Jennifer suggests that asking whether your glass is half empty or half full is not the right question. The practice is to remember that you have a glass. That you are alive. And that even though your life now depends on the organs transplanted only because other people have died (or found the generosity to voluntarily donate a kidney) you are alive and will continue to live, whether you perceive the glass of your life as half empty…or half full. 

Jennifer’s perspective reminded me of an “almost car crash” when I viscerally learned the same lesson – no matter what, I’m alive; I’m alive! 

My story: I was driving home after dark on a rainy December night, the freeway already wet and slick from the pelting rain.  Suddenly my left front tire caught the shoulder off the fast lane, causing my car to skid completely onto the shoulder at 60 miles per hour.  As I tried to brake, the car skidded back in the other direction across four lanes of thick freeway traffic onto the opposite shoulder.  I managed to bring the car to a stop in the mud.  I remembered seeing cars hurtling all around me as my car had skidded through them.  It was all over in less than 15 seconds.  Nothing had happened!   No one was hit, hurt, nothing. The next instant I realized – my god!  I’m alive!  I’m ALIVE!

For weeks and weeks afterwards, no matter what I was doing, no matter what I was coping with, I had an acute, vivid awareness that I was alive at all to cope with it. Nothing was more important than the sheer simple knowing – I was alive.

In Jennifer’s words, to know that I had a glass. Empty or full, I had a glass, and it was up to me to see it as half empty or half full. Something to ponder as you respond resiliently to your own life’s vicissitudes.

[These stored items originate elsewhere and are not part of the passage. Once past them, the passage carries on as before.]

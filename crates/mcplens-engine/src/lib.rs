// Engine module - cross-run merging and derived analysis over GatewayMetrics.
// Sits between the per-format parsers (providers) and whatever renders the result.

pub mod aggregate;
pub mod analysis;

pub use aggregate::{CrossRunAggregator, MergedMetrics, merge_runs};
pub use analysis::{ToolRank, UsageDigest, busiest_tools, digest, error_rate, slowest_tools};
use crate::{Result, ScanStats};
use mcplens_core::LogFormat;
use mcplens_types::{GatewayMetrics, ToolCall};
use std::path::Path;

/// One gateway log format.
///
/// Responsibilities:
/// - Fold a log file into a single [`GatewayMetrics`] (aggregate pass)
/// - Reconstruct individual [`ToolCall`] records (detail pass)
///
/// The two passes are independent walks of the same file, so callers that
/// only need totals never materialize per-call records.
pub trait LogParser: Send + Sync {
    /// Format this parser understands
    fn format(&self) -> LogFormat;

    /// Aggregate pass, also reporting which lines were skipped
    fn parse_with_stats(&self, path: &Path) -> Result<(GatewayMetrics, ScanStats)>;

    /// Aggregate pass
    fn parse(&self, path: &Path) -> Result<GatewayMetrics> {
        self.parse_with_stats(path).map(|(metrics, _)| metrics)
    }

    /// Detail pass: one record per logical tool call, in log order
    fn extract_tool_calls(&self, path: &Path) -> Result<Vec<ToolCall>>;
}
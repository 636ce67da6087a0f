use super::UNKNOWN_SERVER;
use super::schema::LogEntry;
use mcplens_types::{CallStatus, ToolCall};

/// Materialize a detail record for entries that the aggregate pass counts as tool calls
pub(crate) fn to_tool_call(entry: &LogEntry) -> Option<ToolCall> {
    if !entry.event_kind().is_call() {
        return None;
    }
    let tool_name = entry.call_name()?;

    let status = if entry.is_error() {
        CallStatus::Error
    } else if entry.is_success() {
        CallStatus::Success
    } else {
        CallStatus::Unknown
    };

    let mut call = ToolCall {
        timestamp: entry.timestamp.clone().unwrap_or_default(),
        server_name: entry.server_name().unwrap_or(UNKNOWN_SERVER).to_string(),
        tool_name: tool_name.to_string(),
        method: entry.method().unwrap_or_default().to_string(),
        input_size: entry.input_size,
        output_size: entry.output_size,
        duration_ms: None,
        duration: String::new(),
        status,
        error: entry.error_message().map(str::to_string),
    };
    if let Some(ms) = entry.duration.filter(|d| *d >= 0.0) {
        call.set_duration(ms);
    }
    Some(call)
}
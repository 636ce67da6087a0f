use crate::Result;
use serde::Serialize;
use std::fmt;
use std::path::{Path, PathBuf};
use walkdir::WalkDir;

/// On-disk gateway log format
#[derive(Debug, Clone, Copy, PartialEq, Eq, Hash, Serialize)]
#[serde(rename_all = "snake_case")]
pub enum LogFormat {
    /// `gateway.jsonl`: one pre-summarized event per line
    Structured,
    /// `rpc-messages.jsonl`: raw JSON-RPC frames that need correlation
    RawProtocol,
}

impl LogFormat {
    pub fn as_str(&self) -> &'static str {
        match self {
            LogFormat::Structured => "structured",
            LogFormat::RawProtocol => "raw_protocol",
        }
    }
}

impl fmt::Display for LogFormat {
    fn fmt(&self, f: &mut fmt::Formatter<'_>) -> fmt::Result {
        f.write_str(self.as_str())
    }
}

/// A resolved log file together with the format it must be parsed as
#[derive(Debug, Clone, PartialEq, Eq, Serialize)]
pub struct LogSource {
    pub path: PathBuf,
    pub format: LogFormat,
}

/// Candidate locations relative to a run directory, first match wins
pub const SOURCE_CANDIDATES: [(&str, LogFormat); 4] = [
    ("gateway.jsonl", LogFormat::Structured),
    ("mcp-logs/gateway.jsonl", LogFormat::Structured),
    ("mcp-logs/rpc-messages.jsonl", LogFormat::RawProtocol),
    ("rpc-messages.jsonl", LogFormat::RawProtocol),
];

/// Find the log file for a run directory.
///
/// Returns `None` when nothing is found, including when `dir` itself does not
/// exist. A run without MCP usage legitimately has no log file.
pub fn resolve_log_source(dir: &Path) -> Option<LogSource> {
    SOURCE_CANDIDATES.iter().find_map(|(relative, format)| {
        let path = dir.join(relative);
        path.is_file().then(|| LogSource {
            path,
            format: *format,
        })
    })
}

/// Walk `root` and return every directory that resolves to a log source.
///
/// A directory whose ancestor already resolved is skipped, so a run directory
/// and its own `mcp-logs/` child are reported once. Results are sorted.
pub fn discover_run_dirs(root: &Path, max_depth: usize) -> Result<Vec<PathBuf>> {
    let mut found: Vec<PathBuf> = Vec::new();

    let walker = WalkDir::new(root)
        .max_depth(max_depth)
        .sort_by_file_name()
        .into_iter()
        .filter_entry(|entry| entry.file_type().is_dir());

    for entry in walker {
        let entry = entry?;
        let dir = entry.path();

        if found.iter().any(|run| dir.starts_with(run)) {
            continue;
        }

        if resolve_log_source(dir).is_some() {
            found.push(dir.to_path_buf());
        }
    }

    found.sort();
    Ok(found)
}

Update on these resources for recovering resilience. I will continue to post these e-newsletters to you through email and directly onto my website through July 13, 2023, closing out after teaching my last ever clinical training at the Cape Cod Institute, July 3-7. Then I will post a newsletter once a month directly to my website: www.lindagraham-mft.net. Every newsletter I’ve ever posted is archived there and always easily downloadable.

The Resilience 2.0 course will “retire” on August 1, 2023, so anyone wishing to access it must purchase it before June 15, 2023 and download it before August 1. 

The website, with all of its libraries of resources, will remain available and accessible.